Mississippi Arts Commission recognizes creative contributions to state
Kariann Fuqua, instructional assistant professor of art and director of museum studies at the University of Mississippi, has been awarded a highly competitive artist fellowship from the Mississippi Arts Commission, the state’s official grants-making and service agency for the arts.
Fuqua received one of just five MAC Visual and Design Artists Fellowships this year. The fellowship honors Mississippi artists who demonstrate the ability to create exemplary work in their chosen field with $5,000 toward making new art.
“I am incredibly honored to have been selected for an individual visual artist fellowship by the Mississippi Arts Commission,” said Fuqua.
“I was truly stunned to receive the news. This grant will help support expanding my drawing practice into larger scale works with new materials as I prepare for upcoming exhibitions.”
Fuqua is an abstract artist who uses drawing and painting to investigate the intersection of chaos and control. Her work is widely exhibited in solo and group shows across the United States, including the Jenkins-Johnson Gallery in San Francisco; Governors Island in New York; Hyde Park Arts Center in Chicago; Byron Cohen Gallery in Kansas City, Missouri; Manifest Gallery and Drawing Center in Cincinnati; and Athens Institute of Contemporary Art in Athens, Georgia.
“The Mississippi Arts Commission seeks to serve as a catalyst for the arts and to celebrate creativity in the state of Mississippi,” said Michael Barnett, interim chair of art and art history at Ole Miss.
“This important recognition of Kariann’s work through the awarding of the visual arts fellowship speaks highly to the quality of the work that she does, its contribution to our state and the value that she brings to the classroom in each interaction with our students.”
Fuqua is a previous recipient of a Joan Mitchell Foundation fellowship to the Vermont Studio Center, was awarded a public commission at McCormick Place in Chicago and her art was published in New American Paintings and the Artist’s Magazine.
“I create drawings and paintings, using space as metaphor to describe feelings of loss, longing and uncertainty,” said Fuqua, who has a bachelor’s degree in painting from Kansas State University and a master’s in painting from the University of Illinois. “My work explores grief through an environmental lens, conjuring images of the sublime, where both the beautiful and the horrific converge.
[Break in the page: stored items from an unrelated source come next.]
//! Domain records for search, scheduling and booking
//!
//! Everything here is a plain serde value record; the invariants live in the
//! engines, not in the types. Bookings embed a snapshot of the slot they were
//! created against, so a slot never needs to exist independently of its
//! booking.

use chrono::{DateTime, Utc};
use serde::{Deserialize, Serialize};
use uuid::Uuid;

/// Upper bound on the free-text booking reason, enforced before mutation.
pub const MAX_REASON_LEN: usize = 500;

#[derive(Debug, Clone, Copy, PartialEq, Eq, Serialize, Deserialize)]
#[serde(rename_all = "snake_case")]
pub enum InsuranceClass {
    Public,
    Private,
}

#[derive(Debug, Clone, Copy, PartialEq, Eq, Serialize, Deserialize)]
#[serde(rename_all = "snake_case")]
pub enum VisitModality {
    InPerson,
    Video,
}

/// Duration class of a bookable slot.
#[derive(Debug, Clone, Copy, PartialEq, Eq, Serialize, Deserialize)]
#[serde(rename_all = "snake_case")]
pub enum SlotLength {
    Min15,
    Min30,
}

impl SlotLength {
    pub fn minutes(self) -> i64 {
        match self {
            SlotLength::Min15 => 15,
            SlotLength::Min30 => 30,
        }
    }
}

/// Doctor reference data, provided by the directory collaborator.
#[derive(Debug, Clone, Serialize, Deserialize)]
pub struct Doctor {
    pub id: Uuid,
    pub name: String,
    pub specialty: String,
    pub city: String,
    pub distance_km: f64,
    pub rating: f32,
    pub languages: Vec<String>,
    pub offers_video: bool,
    pub accepts_public_insurance: bool,
}

/// Patient reference data. Read-only within this core.
#[derive(Debug, Clone, Serialize, Deserialize)]
pub struct PatientProfile {
    pub id: Uuid,
    pub display_name: String,
    pub insurance: InsuranceClass,
}

/// A discrete bookable time interval for a doctor.
///
/// The identifier is derived from the owning doctor and the start instant, so
/// regenerating the same week always yields the same ids.
#[derive(Debug, Clone, PartialEq, Serialize, Deserialize)]
pub struct AppointmentSlot {
    pub id: String,
    pub doctor_id: Uuid,
    pub start: DateTime<Utc>,
    pub length: SlotLength,
    pub modality: VisitModality,
}

impl AppointmentSlot {
    pub fn derive_id(doctor_id: Uuid, start: DateTime<Utc>) -> String {
        format!("{}-{}", doctor_id, start.timestamp_millis())
    }

    pub fn end(&self) -> DateTime<Utc> {
        self.start + chrono::Duration::minutes(self.length.minutes())
    }
}

#[derive(Debug, Clone, Copy, PartialEq, Eq, Serialize, Deserialize)]
#[serde(rename_all = "snake_case")]
pub enum BookingStatus {
    Confirmed,
    Cancelled,
    Completed,
}

/// A durable booking record.
///
/// `status` only ever transitions `Confirmed -> Cancelled`; `Completed` is a
/// derived presentation status computed at read time and never written back.
#[derive(Debug, Clone, Serialize, Deserialize)]
pub struct Booking {
    pub id: Uuid,
    pub doctor_id: Uuid,
    pub patient_id: Uuid,
    pub slot: AppointmentSlot,
    pub status: BookingStatus,
    pub created_at: DateTime<Utc>,
    pub confirmation_code: String,
    pub reason: Option<String>,
    /// Set when this booking was created to satisfy a reschedule; points at
    /// the booking it superseded.
    pub replaces_booking_id: Option<Uuid>,
}

#[derive(Debug, Clone, Copy, PartialEq, Eq, Serialize, Deserialize, Default)]
#[serde(rename_all = "snake_case")]
pub enum SortKey {
    #[default]
    Soonest,
    Distance,
    Rating,
}

/// Search filter state. Serializable; round-trips through storage exactly,
/// and one [`SearchFilters::clear`] restores every default.
#[derive(Debug, Clone, PartialEq, Serialize, Deserialize)]
pub struct SearchFilters {
    pub radius_km: f64,
    pub min_rating: f32,
    pub video_only: bool,
    pub public_only: bool,
    pub language: Option<String>,
    pub sort: SortKey,
}

impl Default for SearchFilters {
    fn default() -> Self {
        Self {
            radius_km: 10.0,
            min_rating: 0.0,
            video_only: false,
            public_only: false,
            language: None,
            sort: SortKey::default(),
        }
    }
}

impl SearchFilters {
    pub fn clear(&mut self) {
        *self = Self::default();
    }
}

/// Free-text query fields of the search screen. Persisted separately from
/// the filter toggles so each restores independently.
#[derive(Debug, Clone, Default, PartialEq, Eq, Serialize, Deserialize)]
pub struct SearchQuery {
    pub specialty: String,
    pub city: String,
}

/// Typed navigation intent between slot selection and confirmation.
///
/// Screens stage the fields through transient storage markers; `confirm`
/// validates presence at the receiving end instead of trusting the caller.
#[derive(Debug, Clone, Default, PartialEq, Serialize, Deserialize)]
pub struct SelectionDraft {
    pub doctor_id: Option<Uuid>,
    pub slot: Option<AppointmentSlot>,
    pub replaces_booking_id: Option<Uuid>,
}

#[cfg(test)]
mod tests {
    use super::*;

    #[test]
    fn filters_round_trip_exactly() {
        let mut filters = SearchFilters::default();
        filters.radius_km = 25.0;
        filters.min_rating = 4.5;
        filters.public_only = true;
        filters.language = Some("de".to_string());
        filters.sort = SortKey::Rating;

        let encoded = serde_json::to_string(&filters).unwrap();
        let decoded: SearchFilters = serde_json::from_str(&encoded).unwrap();
        assert_eq!(decoded, filters);
    }

    #[test]
    fn clear_restores_all_defaults_in_one_call() {
        let mut filters = SearchFilters {
            radius_km: 3.0,
            min_rating: 4.0,
            video_only: true,
            public_only: true,
            language: Some("en".to_string()),
            sort: SortKey::Distance,
        };

        filters.clear();
        assert_eq!(filters, SearchFilters::default());
    }

    #[test]
    fn slot_id_derivation_is_stable() {
        let doctor = Uuid::nil();
        let start = DateTime::from_timestamp(1_700_000_000, 0).unwrap();
        assert_eq!(
            AppointmentSlot::derive_id(doctor, start),
            AppointmentSlot::derive_id(doctor, start),
        );
    }
}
“Through abstraction, I investigate environmental and biological catastrophe, the basic mechanics of which are often unseen but threaten our very existence. On a microscopic level, biological phenomena necessary to sustain life are complex structures, and we only become aware of their disequilibrium as we approach the brink of disaster, whether by means of climate change, disease or famine.
“The disruption of these systems by human interference or natural forces causes a chain reaction of devastation from which it is hard to recover.”
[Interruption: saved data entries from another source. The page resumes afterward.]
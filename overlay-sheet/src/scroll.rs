//! Body scroll lock
//!
//! Scoped resource: acquired when an overlay opens, released when it closes.
//! The prior scroll offset is recorded on acquire and restored on release,
//! and release is idempotent so an abnormal teardown can always call it.

use crate::host::OverlayHost;

#[derive(Debug, Default)]
pub struct ScrollLock {
    saved_offset: Option<f64>,
}

impl ScrollLock {
    pub fn new() -> Self {
        Self::default()
    }

    pub fn is_held(&self) -> bool {
        self.saved_offset.is_some()
    }

    /// Fix the body and remember the current offset. A second acquire while
    /// held is a no-op, preserving the originally recorded offset.
    pub fn acquire(&mut self, host: &mut dyn OverlayHost) {
        if self.saved_offset.is_some() {
            return;
        }
        self.saved_offset = Some(host.scroll_offset());
        host.set_body_fixed(true);
    }

    /// Unfix the body and restore the recorded offset.
    pub fn release(&mut self, host: &mut dyn OverlayHost) {
        if let Some(offset) = self.saved_offset.take() {
            host.set_body_fixed(false);
            host.set_scroll_offset(offset);
        }
    }
}

#[cfg(test)]
mod tests {
    use super::*;
    use crate::host::MemoryHost;

    #[test]
    fn acquire_release_restores_prior_offset() {
        let mut host = MemoryHost::new(vec![]);
        host.scroll_offset = 420.0;

        let mut lock = ScrollLock::new();
        lock.acquire(&mut host);
        assert!(host.body_fixed);
        assert!(lock.is_held());

        // The page underneath may have been programmatically moved while fixed.
        host.scroll_offset = 0.0;

        lock.release(&mut host);
        assert!(!host.body_fixed);
        assert_eq!(host.scroll_offset, 420.0);
    }

    #[test]
    fn release_is_idempotent() {
        let mut host = MemoryHost::new(vec![]);
        let mut lock = ScrollLock::new();

        lock.acquire(&mut host);
        lock.release(&mut host);
        host.scroll_offset = 99.0;
        lock.release(&mut host);

        assert_eq!(host.scroll_offset, 99.0);
    }
}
Her work combines dissected photographs of the landscape with layered mark-making to generate imagined networks or systems.
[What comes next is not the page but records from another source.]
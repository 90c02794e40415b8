//! Headless sheet/dialog overlay primitive for CareBook
//!
//! Provides:
//! - [`OverlayController`]: one state machine behind bottom sheets, centered
//!   dialogs and full-screen takeovers (enter/exit staging, dismissal
//!   policy, blocking mode)
//! - [`FocusTrap`]: Tab cycling constrained to the open overlay, with
//!   capture/restore of the previously focused element
//! - [`ScrollLock`]: scoped body-scroll lock with guaranteed release
//! - [`BiometricScan`]: the tick-driven simulated scan flow
//!
//! The crate has no business-logic coupling; booking and destructive-action
//! screens consume it as a pure interaction contract. Time is always
//! supplied by the caller, so every staged delay is testable with virtual
//! time and cancellable before it fires.

pub mod focus;
pub mod host;
pub mod overlay;
pub mod scan;
pub mod scroll;

pub use focus::FocusTrap;
pub use host::{MemoryHost, OverlayHost};
pub use overlay::{
    CloseReason, OverlayConfig, OverlayController, OverlayKey, OverlayPhase, OverlayVariant,
};
pub use scan::{BiometricScan, ScanConfig, ScanEvent, ScanPhase};
pub use scroll::ScrollLock;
“Edges, erasures and value play critical roles in establishing a sense of collective force that embodies anxiousness and isolation,” Fuqua said. “I exploit this tension to evoke a reverence for the earth and the power of nature, while simultaneously responding to the feeling of helplessness as I observe the rapid pace of environmental destruction.”
Her fellowship is supported in part by funding from MAC and the National Endowment for the Arts. MAC has awarded $1.65 million in funding to artists and arts programs across the state for fiscal year 2023.